EXERCISE INPUTS below:

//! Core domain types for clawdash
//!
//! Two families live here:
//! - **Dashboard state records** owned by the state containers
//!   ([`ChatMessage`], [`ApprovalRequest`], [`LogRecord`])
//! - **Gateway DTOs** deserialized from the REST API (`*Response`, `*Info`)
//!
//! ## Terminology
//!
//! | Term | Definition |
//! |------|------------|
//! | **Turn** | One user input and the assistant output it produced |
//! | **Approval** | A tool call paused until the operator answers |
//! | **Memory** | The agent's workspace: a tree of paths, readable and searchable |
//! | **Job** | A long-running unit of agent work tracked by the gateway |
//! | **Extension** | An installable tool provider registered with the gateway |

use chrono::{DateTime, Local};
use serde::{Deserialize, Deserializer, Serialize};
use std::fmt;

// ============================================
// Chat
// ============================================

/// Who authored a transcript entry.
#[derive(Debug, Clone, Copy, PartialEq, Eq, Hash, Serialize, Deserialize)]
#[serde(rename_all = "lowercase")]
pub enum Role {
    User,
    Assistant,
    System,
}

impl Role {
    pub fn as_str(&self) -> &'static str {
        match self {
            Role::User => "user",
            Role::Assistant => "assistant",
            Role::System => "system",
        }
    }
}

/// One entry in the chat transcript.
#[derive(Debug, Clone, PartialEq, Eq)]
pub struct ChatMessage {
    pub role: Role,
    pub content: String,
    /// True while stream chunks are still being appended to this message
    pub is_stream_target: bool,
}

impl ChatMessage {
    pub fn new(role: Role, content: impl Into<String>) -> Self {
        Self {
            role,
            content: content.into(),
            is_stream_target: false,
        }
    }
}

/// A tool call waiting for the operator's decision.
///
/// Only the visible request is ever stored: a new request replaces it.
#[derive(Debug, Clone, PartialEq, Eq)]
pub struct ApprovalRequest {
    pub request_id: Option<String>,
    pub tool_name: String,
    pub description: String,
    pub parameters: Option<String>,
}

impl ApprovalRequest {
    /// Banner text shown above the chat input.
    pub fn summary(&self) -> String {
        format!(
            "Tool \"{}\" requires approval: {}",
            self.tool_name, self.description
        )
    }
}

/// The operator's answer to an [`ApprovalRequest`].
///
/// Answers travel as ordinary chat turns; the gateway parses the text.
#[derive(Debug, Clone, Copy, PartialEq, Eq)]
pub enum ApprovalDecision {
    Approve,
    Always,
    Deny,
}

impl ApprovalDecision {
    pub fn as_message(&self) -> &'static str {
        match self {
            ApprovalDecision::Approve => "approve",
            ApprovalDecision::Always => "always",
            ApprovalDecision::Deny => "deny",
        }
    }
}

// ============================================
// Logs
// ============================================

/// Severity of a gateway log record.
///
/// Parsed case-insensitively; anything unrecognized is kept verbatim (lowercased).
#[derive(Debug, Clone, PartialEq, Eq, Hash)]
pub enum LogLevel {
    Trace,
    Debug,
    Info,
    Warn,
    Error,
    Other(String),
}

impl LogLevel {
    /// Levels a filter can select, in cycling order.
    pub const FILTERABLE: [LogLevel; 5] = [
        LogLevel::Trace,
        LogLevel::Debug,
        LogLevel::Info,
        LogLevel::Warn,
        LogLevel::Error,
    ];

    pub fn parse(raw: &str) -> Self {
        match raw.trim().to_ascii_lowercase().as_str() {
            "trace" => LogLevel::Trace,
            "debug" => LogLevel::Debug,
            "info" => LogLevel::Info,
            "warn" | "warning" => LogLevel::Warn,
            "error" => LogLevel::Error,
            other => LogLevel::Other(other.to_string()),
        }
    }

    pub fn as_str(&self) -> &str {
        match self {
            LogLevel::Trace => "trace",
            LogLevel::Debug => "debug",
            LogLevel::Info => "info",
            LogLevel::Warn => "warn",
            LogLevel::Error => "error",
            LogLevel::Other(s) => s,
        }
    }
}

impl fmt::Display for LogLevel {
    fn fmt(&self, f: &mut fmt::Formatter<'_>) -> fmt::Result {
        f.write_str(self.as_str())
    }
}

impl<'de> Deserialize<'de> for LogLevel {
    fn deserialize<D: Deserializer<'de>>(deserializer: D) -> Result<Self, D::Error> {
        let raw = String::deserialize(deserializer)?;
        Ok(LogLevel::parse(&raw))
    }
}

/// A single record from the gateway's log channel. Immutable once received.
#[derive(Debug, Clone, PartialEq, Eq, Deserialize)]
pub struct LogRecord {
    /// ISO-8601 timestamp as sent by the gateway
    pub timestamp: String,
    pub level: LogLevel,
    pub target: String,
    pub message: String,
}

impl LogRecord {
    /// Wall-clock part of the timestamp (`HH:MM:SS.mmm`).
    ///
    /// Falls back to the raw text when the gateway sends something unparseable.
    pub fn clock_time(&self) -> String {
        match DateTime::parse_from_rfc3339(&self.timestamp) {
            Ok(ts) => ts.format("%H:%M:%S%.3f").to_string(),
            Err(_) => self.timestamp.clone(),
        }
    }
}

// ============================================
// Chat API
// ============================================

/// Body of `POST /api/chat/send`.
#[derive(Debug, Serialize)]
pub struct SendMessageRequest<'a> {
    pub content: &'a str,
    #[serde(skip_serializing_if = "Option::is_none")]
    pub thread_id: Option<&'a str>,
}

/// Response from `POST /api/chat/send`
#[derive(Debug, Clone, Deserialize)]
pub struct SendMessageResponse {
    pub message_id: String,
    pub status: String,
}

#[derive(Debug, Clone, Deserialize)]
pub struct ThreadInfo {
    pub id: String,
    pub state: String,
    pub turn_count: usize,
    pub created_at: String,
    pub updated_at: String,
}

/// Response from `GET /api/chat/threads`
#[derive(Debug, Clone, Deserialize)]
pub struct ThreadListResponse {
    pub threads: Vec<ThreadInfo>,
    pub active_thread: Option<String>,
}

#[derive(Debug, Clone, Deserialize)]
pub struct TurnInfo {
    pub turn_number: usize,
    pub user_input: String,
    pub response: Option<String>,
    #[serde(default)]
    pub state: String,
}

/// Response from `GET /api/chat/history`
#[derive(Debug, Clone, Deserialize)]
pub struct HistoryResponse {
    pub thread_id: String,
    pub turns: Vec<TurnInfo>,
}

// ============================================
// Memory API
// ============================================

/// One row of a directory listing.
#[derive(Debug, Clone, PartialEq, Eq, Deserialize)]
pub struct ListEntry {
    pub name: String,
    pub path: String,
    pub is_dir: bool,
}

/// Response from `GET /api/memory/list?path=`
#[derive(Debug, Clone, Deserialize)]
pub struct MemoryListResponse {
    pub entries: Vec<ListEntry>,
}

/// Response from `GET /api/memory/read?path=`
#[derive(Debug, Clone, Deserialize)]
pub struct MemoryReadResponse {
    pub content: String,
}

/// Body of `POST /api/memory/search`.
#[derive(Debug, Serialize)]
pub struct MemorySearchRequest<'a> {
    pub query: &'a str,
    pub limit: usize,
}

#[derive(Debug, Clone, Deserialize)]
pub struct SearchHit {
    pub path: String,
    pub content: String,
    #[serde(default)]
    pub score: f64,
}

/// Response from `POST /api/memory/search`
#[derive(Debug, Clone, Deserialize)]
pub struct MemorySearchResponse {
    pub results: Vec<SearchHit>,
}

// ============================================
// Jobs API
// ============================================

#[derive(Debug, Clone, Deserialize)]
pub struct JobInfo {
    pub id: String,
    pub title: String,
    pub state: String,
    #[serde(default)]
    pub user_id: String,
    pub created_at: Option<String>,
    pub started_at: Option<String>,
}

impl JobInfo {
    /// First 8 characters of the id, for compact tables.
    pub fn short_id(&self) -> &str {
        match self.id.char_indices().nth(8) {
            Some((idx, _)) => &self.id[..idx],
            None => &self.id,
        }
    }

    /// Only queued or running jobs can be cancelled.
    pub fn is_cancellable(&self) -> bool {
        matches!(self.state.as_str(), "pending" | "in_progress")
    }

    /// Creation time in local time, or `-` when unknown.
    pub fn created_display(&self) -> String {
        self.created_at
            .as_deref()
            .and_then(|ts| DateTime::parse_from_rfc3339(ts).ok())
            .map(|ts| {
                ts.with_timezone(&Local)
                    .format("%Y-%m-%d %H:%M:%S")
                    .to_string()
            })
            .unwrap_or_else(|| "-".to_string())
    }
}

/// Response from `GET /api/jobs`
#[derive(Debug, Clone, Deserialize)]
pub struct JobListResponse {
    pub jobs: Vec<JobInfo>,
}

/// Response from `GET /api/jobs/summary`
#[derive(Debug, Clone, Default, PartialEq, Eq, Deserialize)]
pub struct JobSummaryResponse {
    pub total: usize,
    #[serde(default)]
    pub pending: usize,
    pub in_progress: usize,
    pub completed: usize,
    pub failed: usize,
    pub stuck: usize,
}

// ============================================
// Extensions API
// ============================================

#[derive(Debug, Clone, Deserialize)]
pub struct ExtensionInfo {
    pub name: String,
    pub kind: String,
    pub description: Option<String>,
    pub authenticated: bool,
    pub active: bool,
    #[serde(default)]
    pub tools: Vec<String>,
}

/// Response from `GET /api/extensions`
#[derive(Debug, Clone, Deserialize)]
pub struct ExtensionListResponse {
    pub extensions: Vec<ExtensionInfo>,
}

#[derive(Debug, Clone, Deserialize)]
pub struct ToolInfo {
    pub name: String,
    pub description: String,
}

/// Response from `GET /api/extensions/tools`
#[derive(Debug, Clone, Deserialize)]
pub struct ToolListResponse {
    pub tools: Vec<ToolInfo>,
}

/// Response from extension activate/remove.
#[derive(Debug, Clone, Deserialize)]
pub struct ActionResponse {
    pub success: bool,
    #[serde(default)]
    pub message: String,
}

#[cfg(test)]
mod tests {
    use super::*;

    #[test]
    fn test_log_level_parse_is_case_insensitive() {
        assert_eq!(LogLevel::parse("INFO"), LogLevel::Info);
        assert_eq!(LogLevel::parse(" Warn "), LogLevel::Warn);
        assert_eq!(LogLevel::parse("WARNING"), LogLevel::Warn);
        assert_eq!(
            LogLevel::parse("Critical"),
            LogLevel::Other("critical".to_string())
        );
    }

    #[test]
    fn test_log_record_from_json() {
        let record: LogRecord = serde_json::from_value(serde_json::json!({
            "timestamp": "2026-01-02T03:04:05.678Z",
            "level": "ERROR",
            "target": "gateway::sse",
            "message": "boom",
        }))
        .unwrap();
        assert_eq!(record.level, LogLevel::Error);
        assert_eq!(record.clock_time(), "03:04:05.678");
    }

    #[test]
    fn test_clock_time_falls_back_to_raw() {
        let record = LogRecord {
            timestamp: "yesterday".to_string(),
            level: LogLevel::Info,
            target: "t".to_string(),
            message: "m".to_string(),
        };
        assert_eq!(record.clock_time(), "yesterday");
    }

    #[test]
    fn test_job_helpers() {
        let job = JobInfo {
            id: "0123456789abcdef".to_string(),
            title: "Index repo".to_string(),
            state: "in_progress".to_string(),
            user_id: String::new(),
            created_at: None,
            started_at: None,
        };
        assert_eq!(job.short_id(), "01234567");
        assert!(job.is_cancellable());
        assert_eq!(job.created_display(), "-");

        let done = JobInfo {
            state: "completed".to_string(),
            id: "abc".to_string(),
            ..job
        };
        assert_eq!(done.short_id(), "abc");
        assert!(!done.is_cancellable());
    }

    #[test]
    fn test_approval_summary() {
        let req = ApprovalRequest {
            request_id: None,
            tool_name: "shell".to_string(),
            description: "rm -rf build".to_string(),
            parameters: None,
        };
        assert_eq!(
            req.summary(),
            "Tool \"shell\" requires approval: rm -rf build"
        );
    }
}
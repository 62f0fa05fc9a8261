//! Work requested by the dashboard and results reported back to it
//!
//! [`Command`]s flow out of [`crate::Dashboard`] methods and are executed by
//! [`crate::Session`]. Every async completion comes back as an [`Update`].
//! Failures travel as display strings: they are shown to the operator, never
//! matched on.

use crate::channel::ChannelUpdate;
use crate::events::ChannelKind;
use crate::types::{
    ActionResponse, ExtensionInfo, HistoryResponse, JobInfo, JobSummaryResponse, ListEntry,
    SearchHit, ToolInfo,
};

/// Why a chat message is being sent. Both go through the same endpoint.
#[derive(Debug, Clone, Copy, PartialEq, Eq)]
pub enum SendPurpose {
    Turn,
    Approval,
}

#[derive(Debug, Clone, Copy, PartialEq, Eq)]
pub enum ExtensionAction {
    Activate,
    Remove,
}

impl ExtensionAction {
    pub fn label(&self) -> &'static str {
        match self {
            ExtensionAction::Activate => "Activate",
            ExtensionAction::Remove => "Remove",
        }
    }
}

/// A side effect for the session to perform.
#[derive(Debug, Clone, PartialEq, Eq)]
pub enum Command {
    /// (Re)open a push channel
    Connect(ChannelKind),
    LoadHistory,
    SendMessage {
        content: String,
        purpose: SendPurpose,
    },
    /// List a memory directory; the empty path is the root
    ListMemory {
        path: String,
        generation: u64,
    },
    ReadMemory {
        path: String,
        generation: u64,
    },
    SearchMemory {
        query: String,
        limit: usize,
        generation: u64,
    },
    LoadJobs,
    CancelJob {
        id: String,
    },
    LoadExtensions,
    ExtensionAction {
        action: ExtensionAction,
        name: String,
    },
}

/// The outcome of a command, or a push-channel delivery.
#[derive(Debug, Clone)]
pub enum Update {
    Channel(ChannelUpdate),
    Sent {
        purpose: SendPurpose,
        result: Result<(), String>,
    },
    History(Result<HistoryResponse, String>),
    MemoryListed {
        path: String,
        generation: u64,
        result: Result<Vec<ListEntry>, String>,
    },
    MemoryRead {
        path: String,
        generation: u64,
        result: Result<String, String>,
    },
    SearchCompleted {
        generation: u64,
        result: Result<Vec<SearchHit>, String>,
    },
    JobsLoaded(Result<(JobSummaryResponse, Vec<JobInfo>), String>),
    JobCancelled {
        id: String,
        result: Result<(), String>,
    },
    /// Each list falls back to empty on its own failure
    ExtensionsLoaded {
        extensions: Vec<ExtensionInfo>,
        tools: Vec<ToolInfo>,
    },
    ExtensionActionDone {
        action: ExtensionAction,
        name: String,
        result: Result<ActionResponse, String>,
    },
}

End of EXERCISE INPUTS.

Which lines above contain the word "push"? List them.

    /// (Re)open a push channel
/// The outcome of a command, or a push-channel delivery.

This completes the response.